Существование институтов включает определенные способы поведения в соответствии с публично признанными правилами. Принципы для институтов имеют, таким образом, следствия для действий людей, занимающих положения в этом устройстве. Но эти люди должны также принять во внимание, что их действия должны подчиняться принципу полезности. В этом случае рациональный гражданин или законодатель должен поддерживать ту партию и законопроект, успех которых должен, наверняка, максимизировать чистый баланс (или среднее) удовлетворения. Выбор принципа полезности в качестве стандарта для индивида ведет к противоположным директивам. Для того чтобы избежать этого конфликта, необходимо, по крайней мере когда индивид занимает институциональное положение, выбрать принцип, который некоторым подходящим образом соответствует этим двум принципам справедливости. Только в неинституциональных ситуациях утилитаристский подход совместим с уже заключенными соглашениями. Хотя принцип полезности может иметь место в определенных, должным образом ограниченных, контекстах, он уже исключен как общее описание обязанностей и обязательств.

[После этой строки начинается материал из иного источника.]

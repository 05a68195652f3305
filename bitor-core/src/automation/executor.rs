//! Runs playbooks with an explicit working directory and environment, and
//! tees their output to disk, the job log and optionally our own console.

use std::io::Write as _;
use std::path::{Path, PathBuf};
use std::process::Stdio;
use std::sync::Arc;
use std::time::Duration;
use tempfile::NamedTempFile;
use tokio::fs::OpenOptions;
use tokio::io::{AsyncRead, AsyncReadExt, AsyncWriteExt};
use tokio::process::Command;
use tokio::sync::{Mutex, RwLock};
use tokio::task::JoinHandle;
use tracing::{error, info, warn};

use crate::domain::{EphemeralSecret, JobId, LogStream};
use crate::error::{BitorError, Result};

use super::checkpointer::LogCheckpointer;

/// Name prefix of the per-run vault password files in a job's log directory.
pub const VAULT_PASSWORD_FILE: &str = ".vault_pass";
pub const AUTOMATION_LOG_FILE: &str = "ansible.log";

#[derive(Clone, Debug)]
pub struct AutomationConfig {
    /// Root of the automation tree; every run executes from here.
    pub base_path: PathBuf,
    pub playbook_bin: PathBuf,
    pub forks: u32,
    pub timeout: Duration,
    /// Mirror automation output to this process's stdout/stderr.
    pub show_output: bool,
}

impl Default for AutomationConfig {
    fn default() -> Self {
        Self {
            base_path: PathBuf::from("./ansible"),
            playbook_bin: PathBuf::from("ansible-playbook"),
            forks: 10,
            timeout: Duration::from_secs(2 * 60 * 60),
            show_output: false,
        }
    }
}

/// One playbook invocation for a job.
#[derive(Debug)]
pub struct PlaybookRun<'a> {
    pub job_id: JobId,
    pub playbook: PathBuf,
    pub inventory: PathBuf,
    pub extra_vars: PathBuf,
    pub log_dir: PathBuf,
    pub secret: &'a EphemeralSecret,
}

/// Owner-only vault password file, unique per run and removed when dropped.
#[derive(Debug)]
struct VaultPasswordFile {
    file: NamedTempFile,
}

impl VaultPasswordFile {
    async fn create(dir: &Path, secret: &EphemeralSecret) -> Result<Self> {
        tokio::fs::create_dir_all(dir).await?;
        let mut file = tempfile::Builder::new()
            .prefix(VAULT_PASSWORD_FILE)
            .tempfile_in(dir)?;
        file.write_all(secret.expose().as_bytes())?;
        file.flush()?;
        Ok(Self { file })
    }

    fn path(&self) -> &Path {
        self.file.path()
    }
}

#[derive(Clone, Debug)]
pub struct AutomationExecutor {
    config: AutomationConfig,
}

impl AutomationExecutor {
    pub fn new(config: AutomationConfig) -> Self {
        Self { config }
    }

    pub fn config(&self) -> &AutomationConfig {
        &self.config
    }

    fn command(&self, inventory: Option<&Path>) -> Command {
        let mut cmd = Command::new(&self.config.playbook_bin);
        cmd.current_dir(&self.config.base_path)
            .env("ANSIBLE_HOST_KEY_CHECKING", "false")
            .env("ANSIBLE_FORCE_COLOR", "true")
            .env("ANSIBLE_ACTION_WARNINGS", "false")
            .env("ANSIBLE_STDOUT_CALLBACK", "default")
            .env("ANSIBLE_RETRY_FILES_ENABLED", "false")
            .stdin(Stdio::null())
            .kill_on_drop(true);
        if let Some(inventory) = inventory {
            cmd.env("ANSIBLE_INVENTORY", inventory);
        }
        cmd
    }

    /// Parses `playbook` without executing it. The tool's error output is
    /// returned inside [`BitorError::ArtifactValidation`].
    pub async fn syntax_check(&self, playbook: &Path) -> Result<()> {
        let playbook = std::path::absolute(playbook)?;
        let output = self
            .command(None)
            .arg("--syntax-check")
            .arg(&playbook)
            .stdout(Stdio::piped())
            .stderr(Stdio::piped())
            .output()
            .await
            .map_err(|err| {
                BitorError::ArtifactValidation(format!(
                    "failed to launch syntax check for {}: {err}",
                    playbook.display()
                ))
            })?;

        if output.status.success() {
            return Ok(());
        }

        let mut detail = String::from_utf8_lossy(&output.stderr).into_owned();
        if detail.trim().is_empty() {
            detail = String::from_utf8_lossy(&output.stdout).into_owned();
        }
        Err(BitorError::ArtifactValidation(format!(
            "{}: {}",
            playbook.display(),
            detail.trim()
        )))
    }

    /// Runs one playbook to completion, bounded by the configured deadline.
    pub async fn run(
        &self,
        run: PlaybookRun<'_>,
        checkpointer: Arc<LogCheckpointer>,
    ) -> Result<()> {
        let playbook = std::path::absolute(&run.playbook)?;
        let inventory = std::path::absolute(&run.inventory)?;
        let extra_vars = std::path::absolute(&run.extra_vars)?;
        let log_dir = std::path::absolute(&run.log_dir)?;

        let password = VaultPasswordFile::create(&log_dir, run.secret).await?;
        let log_file = OpenOptions::new()
            .create(true)
            .append(true)
            .open(log_dir.join(AUTOMATION_LOG_FILE))
            .await?;
        let log_file = Arc::new(Mutex::new(log_file));

        info!(
            job_id = %run.job_id,
            playbook = %playbook.display(),
            "starting automation run"
        );

        let mut child = self
            .command(Some(&inventory))
            .arg(&playbook)
            .arg("-i")
            .arg(&inventory)
            .arg("--forks")
            .arg(self.config.forks.to_string())
            .arg("--vault-password-file")
            .arg(password.path())
            .arg("--extra-vars")
            .arg(format!("@{}", extra_vars.display()))
            .arg("-e")
            .arg(format!("scan_id={}", run.job_id))
            .stdout(Stdio::piped())
            .stderr(Stdio::piped())
            .spawn()
            .map_err(|err| BitorError::Execution {
                message: format!(
                    "failed to spawn {}: {err}",
                    self.config.playbook_bin.display()
                ),
                stderr: String::new(),
            })?;

        let error_output = Arc::new(RwLock::new(String::new()));
        let mut pumps = Vec::with_capacity(2);
        if let Some(stdout) = child.stdout.take() {
            pumps.push(self.spawn_pump(
                stdout,
                LogStream::Stdout,
                Arc::clone(&checkpointer),
                Arc::clone(&log_file),
                None,
            ));
        }
        if let Some(stderr) = child.stderr.take() {
            pumps.push(self.spawn_pump(
                stderr,
                LogStream::Stderr,
                Arc::clone(&checkpointer),
                Arc::clone(&log_file),
                Some(Arc::clone(&error_output)),
            ));
        }
        let ticker = checkpointer.spawn_ticker();

        let waited = tokio::time::timeout(self.config.timeout, child.wait()).await;
        if waited.is_err() {
            if let Err(err) = child.kill().await {
                warn!(job_id = %run.job_id, "failed to kill timed out run: {err}");
            }
            // Grandchildren may still hold the pipes open.
            pumps.iter().for_each(JoinHandle::abort);
        }

        for pump in pumps {
            if let Err(err) = pump.await
                && !err.is_cancelled()
            {
                warn!(job_id = %run.job_id, "output pump ended abnormally: {err}");
            }
        }
        ticker.abort();
        if let Err(err) = checkpointer.finish().await {
            error!(job_id = %run.job_id, "final log checkpoint failed: {err}");
        }
        drop(password);

        let status = match waited {
            Ok(status) => status?,
            Err(_) => {
                error!(
                    job_id = %run.job_id,
                    timeout = ?self.config.timeout,
                    "automation run exceeded its deadline"
                );
                return Err(BitorError::Timeout(self.config.timeout));
            }
        };

        if !status.success() {
            let stderr = error_output.read().await.clone();
            let code = status
                .code()
                .map(|code| code.to_string())
                .unwrap_or_else(|| "signal".to_string());
            error!(job_id = %run.job_id, %code, "automation run failed");
            return Err(BitorError::Execution {
                message: format!(
                    "{} exited with status {code}",
                    playbook.display()
                ),
                stderr,
            });
        }

        info!(job_id = %run.job_id, playbook = %playbook.display(), "automation run finished");
        Ok(())
    }

    fn spawn_pump<R>(
        &self,
        mut reader: R,
        stream: LogStream,
        checkpointer: Arc<LogCheckpointer>,
        log_file: Arc<Mutex<tokio::fs::File>>,
        capture: Option<Arc<RwLock<String>>>,
    ) -> JoinHandle<()>
    where
        R: AsyncRead + Unpin + Send + 'static,
    {
        let mirror = self.config.show_output;
        tokio::spawn(async move {
            let mut chunk = vec![0u8; 8 * 1024];
            loop {
                let read = match reader.read(&mut chunk).await {
                    Ok(0) => break,
                    Ok(read) => read,
                    Err(err) => {
                        warn!(?stream, "failed to read automation output: {err}");
                        break;
                    }
                };
                let bytes = &chunk[..read];

                if let Err(err) = log_file.lock().await.write_all(bytes).await {
                    warn!(?stream, "failed to write automation log file: {err}");
                }
                if mirror {
                    let written = match stream {
                        LogStream::Stdout => {
                            tokio::io::stdout().write_all(bytes).await
                        }
                        LogStream::Stderr => {
                            tokio::io::stderr().write_all(bytes).await
                        }
                    };
                    if let Err(err) = written {
                        tracing::debug!("failed to mirror automation output: {err}");
                    }
                }
                if let Some(capture) = &capture {
                    capture
                        .write()
                        .await
                        .push_str(&String::from_utf8_lossy(bytes));
                }
                checkpointer.ingest(stream, bytes).await;
            }
        })
    }
}

#[cfg(test)]
mod tests {
    use super::*;

    #[tokio::test]
    async fn concurrent_runs_get_their_own_password_file() {
        let dir = tempfile::tempdir().expect("tempdir");
        let log_dir = dir.path().join("logs");
        let deploy_secret = EphemeralSecret::from_string("deploy-secret");
        let teardown_secret = EphemeralSecret::from_string("teardown-secret");

        let deploy = VaultPasswordFile::create(&log_dir, &deploy_secret)
            .await
            .expect("deploy password");
        let teardown = VaultPasswordFile::create(&log_dir, &teardown_secret)
            .await
            .expect("teardown password");
        assert_ne!(deploy.path(), teardown.path());
        assert!(
            deploy
                .path()
                .file_name()
                .and_then(|name| name.to_str())
                .is_some_and(|name| name.starts_with(VAULT_PASSWORD_FILE))
        );

        let teardown_path = teardown.path().to_path_buf();
        drop(teardown);
        assert!(!teardown_path.exists());
        assert_eq!(
            std::fs::read_to_string(deploy.path()).expect("deploy file"),
            "deploy-secret"
        );

        #[cfg(unix)]
        {
            use std::os::unix::fs::PermissionsExt;
            let mode = std::fs::metadata(deploy.path())
                .expect("metadata")
                .permissions()
                .mode();
            assert_eq!(mode & 0o777, 0o600);
        }
    }
}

Самое простое, таким образом, — это использовать два принципа справедливости в качестве концепции правильности для индивидов. Мы можем определить естественную обязанность справедливости как такую, которая заключается в поддержке и развитии устройства, удовлетворяющего этим принципам; таким путем мы придем к принципу, который согласуется с критериями для институтов. По-прежнему остается вопрос — добились бы люди, находящиеся в исходном положении, лучшего результата, если бы требование подчиняться справедливым институтам они обусловили определенными добровольными действиями со своей стороны, например, своим согласием на выгоды этих устройств или своим обещанием, а также каким-либо другим обязательством, оставаться верным им. На первый взгляд, принцип с условием такого рода больше соответствует договорной идее с ее акцентом на свободном согласии и защите свободы. Но фактически это условие ничего бы не дало. Ввиду лексического порядка этих двух принципов, полный комплект равных свобод уже гарантирован. Никакие дальнейшие заверения по этому поводу не нужны. Более того, у сторон есть все основания для того, чтобы гарантировать стабильность справедливых институтов, а самый легкий и прямой способ сделать это — принять требование поддерживать и подчиняться им, независимо от чьих-либо добровольных действий.